In 2001, Fabrizi and Massi83 wrote about what they called melanoma of the "spitzoid" type in teenagers. One melanoma that developed on the leg of a 15-year-old boy was diagnosed initially as "Spitz nevus." Five years later, the patient developed metastases of melanoma to regional lymph nodes, lungs, and brain. He died eight years after the erroneous diagnosis of Spitz's nevus was made. The other patient was a 19-year-old whose lesion on the back was diagnosed as a "spindle cell-type Spitz naevus." Fifteen years later, he developed signs of metastases of melanoma to the skin of the back, the retroperitoneum, and the pelvic bones. Predicated on knowledge gained from these two patients, Fabrizi and Massi offered these thoughts:
 
"As regards the nature of these lesions our cases point out that a fatal outcome can be provided if the patients are followed for long enough (one of the cases metastasized 15 years after the diagnosis) and the good prognosis proposed for these entities in the past has to be corrected.
 
In conclusion it seems that the diagnosis of a life-threatening melanoma should be made without hesitation if a combination of nuclear and nucleoloar pleomorphism, mitoses and growth in solid sheets of cells is found in a melanocytic neoplasm with features of a Spitz naevus in an adolescent."
 
Both teenage patients of Fabrizi and Massi had a melanoma that was misdiagnosed histopathologically as Spitz's nevus or an equivalent designation for it.
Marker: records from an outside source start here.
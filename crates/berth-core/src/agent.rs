use crate::capability::CapabilityRegistry;
use crate::concurrency::AgentLock;
use crate::config::AgentConfig;
use crate::container::{Container, ContainerInfo};
use crate::lifecycle::{invalid_transition, validate_transition, ContainerState};
use crate::process::{self, ProcessListener};
use crate::reconcile::destroy_orphans;
use crate::registry::ContainerRegistry;
use crate::{poisoned, CoreError};
use berth_gateway::{GatewayPolicy, HostEnvironment};
use berth_runtime::{
    select_backend, ContainerBackend, ContainerSpec, ExecRequest, MountPolicy, RuntimeError,
};
use berth_schema::{parse_container_options, CapabilityName, ContainerId, ContainerName, GatewayId};
use std::collections::{BTreeMap, BTreeSet};
use std::sync::{Arc, RwLock};
use tracing::{debug, error, info, warn};

/// The container agent behind the RPC surface.
///
/// Owns the container and capability registries and the backend. Every public
/// method is safe to call from several threads at once.
pub struct Agent {
    config: AgentConfig,
    backend: Arc<dyn ContainerBackend>,
    capabilities: CapabilityRegistry,
    containers: ContainerRegistry,
    host: HostEnvironment,
    policy: GatewayPolicy,
    listener: RwLock<Option<ProcessListener>>,
    lock: Option<AgentLock>,
}

impl Agent {
    /// Start an agent with the backend named in `config` and the current
    /// process environment.
    pub fn new(config: AgentConfig) -> Result<Self, CoreError> {
        config.validate()?;
        let backend = select_backend(&config.backend, config.layout(), config.lxc_settings())?;
        Self::with_backend(config, Arc::from(backend), HostEnvironment::capture())
    }

    /// Start an agent on an explicit backend.
    ///
    /// Takes the agent lock on the container root, loads all service
    /// manifests and destroys containers left over from a previous run.
    pub fn with_backend(
        config: AgentConfig,
        backend: Arc<dyn ContainerBackend>,
        host: HostEnvironment,
    ) -> Result<Self, CoreError> {
        config.validate()?;
        let layout = backend.layout();
        let lock = if layout.root().is_dir() {
            Some(AgentLock::try_acquire(&layout.lock_file())?)
        } else {
            warn!(
                "container root {} does not exist; containers cannot be created",
                layout.root().display()
            );
            None
        };

        let capabilities = CapabilityRegistry::load(
            &config.service_manifest_dir,
            &config.default_service_manifest_dir,
        )?;

        match destroy_orphans(
            backend.as_ref(),
            &config.container_prefix,
            config.shutdown_timeout(),
        ) {
            Ok(orphans) if !orphans.is_empty() => {
                info!("reconciled {} orphaned container(s)", orphans.len());
            }
            Ok(_) => debug!("no orphaned containers"),
            Err(e) => warn!("could not scan for orphaned containers: {e}"),
        }

        info!("agent ready on {} backend", backend.name());
        Ok(Self {
            policy: config.gateway_policy(),
            config,
            backend,
            capabilities,
            containers: ContainerRegistry::new(),
            host,
            listener: RwLock::new(None),
            lock,
        })
    }

    pub fn config(&self) -> &AgentConfig {
        &self.config
    }

    pub fn backend(&self) -> &dyn ContainerBackend {
        self.backend.as_ref()
    }

    pub fn capabilities(&self) -> &CapabilityRegistry {
        &self.capabilities
    }

    pub fn is_locked(&self) -> bool {
        self.lock.is_some()
    }

    /// Receive an event whenever a launched process starts or exits.
    pub fn set_process_listener(&self, listener: ProcessListener) -> Result<(), CoreError> {
        *self.listener.write().map_err(poisoned)? = Some(listener);
        Ok(())
    }

    pub fn create(&self, config: &str) -> Result<ContainerId, CoreError> {
        let options = parse_container_options(config)?;
        self.backend.layout().ensure_root()?;

        let existing: BTreeSet<ContainerName> = self.backend.list()?.into_iter().collect();
        let prefix = self.config.container_prefix.as_str();
        let id = self
            .containers
            .reserve_id(|id| existing.contains(&ContainerName::for_id(prefix, id)))?;
        let name = ContainerName::for_id(prefix, id);

        if let Err(e) = self.backend.create(&ContainerSpec {
            name: name.clone(),
            options,
        }) {
            // Whatever the backend allocated before failing must not outlive the call.
            // A name that already existed belongs to someone else.
            if matches!(e, RuntimeError::AlreadyExists(_)) {
                return Err(e.into());
            }
            if let Err(cleanup) = self
                .backend
                .destroy(name.as_str(), self.config.shutdown_timeout())
            {
                warn!("cleanup after failed create of {name} failed: {cleanup}");
            }
            return Err(e.into());
        }
        self.containers.insert(Container::new(id, name.clone(), options))?;
        info!("created container {name}");
        Ok(id)
    }

    /// Make a host path visible in the container. Returns the canonical
    /// container path. Repeating an identical mount is a no-op.
    pub fn bind_mount(
        &self,
        id: ContainerId,
        host_path: &str,
        container_path: &str,
        read_only: bool,
    ) -> Result<String, CoreError> {
        let entry = self.containers.get(id)?;
        let mut container = entry.lock().map_err(poisoned)?;
        ensure_live(&container)?;

        let mount = MountPolicy::default().validate(host_path, container_path, read_only)?;
        let target = mount.target.to_string_lossy().into_owned();
        if let Some(existing) = container.bind_mounts.get(&mount.target) {
            if existing.source == mount.source && existing.read_only == mount.read_only {
                debug!("{target} already mounted in {}", container.name);
                return Ok(target);
            }
            return Err(CoreError::MountConflict {
                target,
                existing: existing.source.display().to_string(),
            });
        }

        self.backend.bind_mount(container.name.as_str(), &mount)?;
        info!(
            "mounted {} at {target} in {} (read-only: {read_only})",
            mount.source.display(),
            container.name
        );
        container.bind_mounts.insert(mount.target.clone(), mount);
        Ok(target)
    }

    /// Apply the named capabilities, plus the default ones on first use.
    ///
    /// Unknown names fail before any gateway is touched.
    pub fn set_capabilities(&self, id: ContainerId, names: &[String]) -> Result<(), CoreError> {
        let names: Vec<CapabilityName> = names.iter().map(CapabilityName::new).collect();
        let entry = self.containers.get(id)?;
        let mut container = entry.lock().map_err(poisoned)?;
        ensure_live(&container)?;

        let include_defaults = !container.defaults_applied;
        let fragments = self.capabilities.resolve(&names, include_defaults)?;
        let result = self.configure(&mut container, &fragments);
        if include_defaults && merged(&result) {
            container.defaults_applied = true;
        }
        result?;
        info!("{}: capabilities set: {}", container.name, join(&names));
        Ok(())
    }

    /// Push raw gateway configurations, bypassing capabilities.
    pub fn set_gateway_configs(
        &self,
        id: ContainerId,
        configs: &BTreeMap<String, String>,
    ) -> Result<(), CoreError> {
        let mut fragments = Vec::with_capacity(configs.len());
        for (gateway, raw) in configs {
            let gateway_id: GatewayId = gateway
                .parse()
                .map_err(|_| CoreError::UnknownGateway(gateway.clone()))?;
            let value: serde_json::Value =
                serde_json::from_str(raw).map_err(|e| CoreError::InvalidGatewayConfig {
                    gateway: gateway.clone(),
                    reason: e.to_string(),
                })?;
            if !value.is_array() {
                return Err(CoreError::InvalidGatewayConfig {
                    gateway: gateway.clone(),
                    reason: "configuration must be a JSON array".to_owned(),
                });
            }
            fragments.push((gateway_id, value));
        }

        let entry = self.containers.get(id)?;
        let mut container = entry.lock().map_err(poisoned)?;
        ensure_live(&container)?;
        self.configure(&mut container, &fragments)
    }

    pub fn list_capabilities(&self) -> Vec<String> {
        self.capabilities
            .standard_names()
            .into_iter()
            .map(CapabilityName::into_inner)
            .collect()
    }

    pub fn list(&self) -> Result<Vec<ContainerId>, CoreError> {
        self.containers.ids()
    }

    pub fn inspect(&self, id: ContainerId) -> Result<ContainerInfo, CoreError> {
        let entry = self.containers.get(id)?;
        let container = entry.lock().map_err(poisoned)?;
        Ok(container.info())
    }

    /// Start a process in the container and return its pid without waiting
    /// for it. Its exit is reported to the process listener.
    ///
    /// Gateway variables are passed to the process; variables in the request
    /// override them.
    pub fn execute(&self, id: ContainerId, request: ExecRequest) -> Result<u32, CoreError> {
        let entry = self.containers.get(id)?;
        let mut container = entry.lock().map_err(poisoned)?;
        match container.state {
            ContainerState::Created | ContainerState::Configuring | ContainerState::Running => {}
            other => return Err(invalid_transition(other, ContainerState::Running)),
        }
        self.ensure_defaults(&mut container)?;

        let mut env = container.env.clone();
        env.extend(request.env);
        let request = ExecRequest { env, ..request };
        let spawned = self.backend.attach(container.name.as_str(), &request)?;
        let pid = spawned.pid;

        if container.state != ContainerState::Running {
            validate_transition(container.state, ContainerState::Running)?;
            container.state = ContainerState::Running;
        }
        container.processes.insert(pid);
        info!("{}: started pid {pid}: {}", container.name, request.command);
        drop(container);

        let listener = self.listener.read().map_err(poisoned)?.clone();
        process::watch(spawned, id, Arc::downgrade(&entry), listener);
        Ok(pid)
    }

    pub fn suspend(&self, id: ContainerId) -> Result<(), CoreError> {
        let entry = self.containers.get(id)?;
        let mut container = entry.lock().map_err(poisoned)?;
        validate_transition(container.state, ContainerState::Suspended)?;
        self.backend.freeze(container.name.as_str())?;
        container.state = ContainerState::Suspended;
        info!("suspended {}", container.name);
        Ok(())
    }

    pub fn resume(&self, id: ContainerId) -> Result<(), CoreError> {
        let entry = self.containers.get(id)?;
        let mut container = entry.lock().map_err(poisoned)?;
        if container.state != ContainerState::Suspended {
            return Err(invalid_transition(container.state, ContainerState::Running));
        }
        self.backend.unfreeze(container.name.as_str())?;
        container.state = ContainerState::Running;
        info!("resumed {}", container.name);
        Ok(())
    }

    /// Tear the container down and forget it. Unknown and already destroyed
    /// ids succeed without doing anything.
    pub fn destroy(&self, id: ContainerId) -> Result<(), CoreError> {
        let Some(entry) = self.containers.find(id)? else {
            debug!("destroy: container {id} is not registered");
            return Ok(());
        };
        let mut container = entry.lock().map_err(poisoned)?;
        if container.state != ContainerState::Destroyed {
            self.teardown(&mut container)?;
        }
        // Still under the container lock, so List never sees a destroyed id.
        self.containers.remove(id)?;
        Ok(())
    }

    /// Destroy every container, unless configured to leave them running.
    /// All containers are attempted; the first error is returned.
    pub fn shutdown(&self) -> Result<(), CoreError> {
        let ids = self.containers.ids()?;
        if self.config.keep_containers_alive {
            info!("shutdown: leaving {} container(s) running", ids.len());
            return Ok(());
        }
        info!("shutdown: destroying {} container(s)", ids.len());
        let mut first_error = None;
        for id in ids {
            if let Err(e) = self.destroy(id) {
                error!("shutdown: failed to destroy container {id}: {e}");
                first_error.get_or_insert(e);
            }
        }
        first_error.map_or(Ok(()), Err)
    }

    fn configure(
        &self,
        container: &mut Container,
        fragments: &[(GatewayId, serde_json::Value)],
    ) -> Result<(), CoreError> {
        let previous = container.state;
        validate_transition(previous, ContainerState::Configuring)?;
        container.state = ContainerState::Configuring;
        let result =
            container.apply_fragments(self.backend.as_ref(), &self.host, &self.policy, fragments);
        if previous == ContainerState::Running {
            container.state = ContainerState::Running;
        }
        result.map_err(|e| {
            error!("{}: configuration failed: {e}", container.name);
            CoreError::Gateway(e)
        })
    }

    fn ensure_defaults(&self, container: &mut Container) -> Result<(), CoreError> {
        if container.defaults_applied {
            return Ok(());
        }
        if !self.capabilities.has_defaults() {
            container.defaults_applied = true;
            return Ok(());
        }
        let fragments = self.capabilities.resolve(&[], true)?;
        let result = container
            .apply_fragments(self.backend.as_ref(), &self.host, &self.policy, &fragments)
            .map_err(CoreError::Gateway);
        if merged(&result) {
            container.defaults_applied = true;
        }
        debug!("{}: default capabilities applied", container.name);
        result
    }

    fn teardown(&self, container: &mut Container) -> Result<(), CoreError> {
        for e in container.teardown_gateways(self.backend.as_ref(), &self.host) {
            debug!("{}: ignoring gateway teardown error: {e}", container.name);
        }
        if container.state == ContainerState::Suspended {
            if let Err(e) = self.backend.unfreeze(container.name.as_str()) {
                warn!("{}: unfreeze before destroy failed: {e}", container.name);
            }
        }
        self.backend
            .destroy(container.name.as_str(), self.config.shutdown_timeout())?;
        container.processes.clear();
        container.bind_mounts.clear();
        container.state = ContainerState::Destroyed;
        info!("destroyed container {}", container.name);
        Ok(())
    }
}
Both lived with their metastases for years, one even for 15 years. These findings call into question the conclusion of Helwig 25 years before to the effect that melanomas in children have a better prognosis than do melanomas in adults and they indicate that melanomas in young persons have the same potential for metastasis as do melanomas in adults. Moreover, those metastases end in death irrespective of how closely the primary melanoma resembles a Spitz's nevus histopathologically.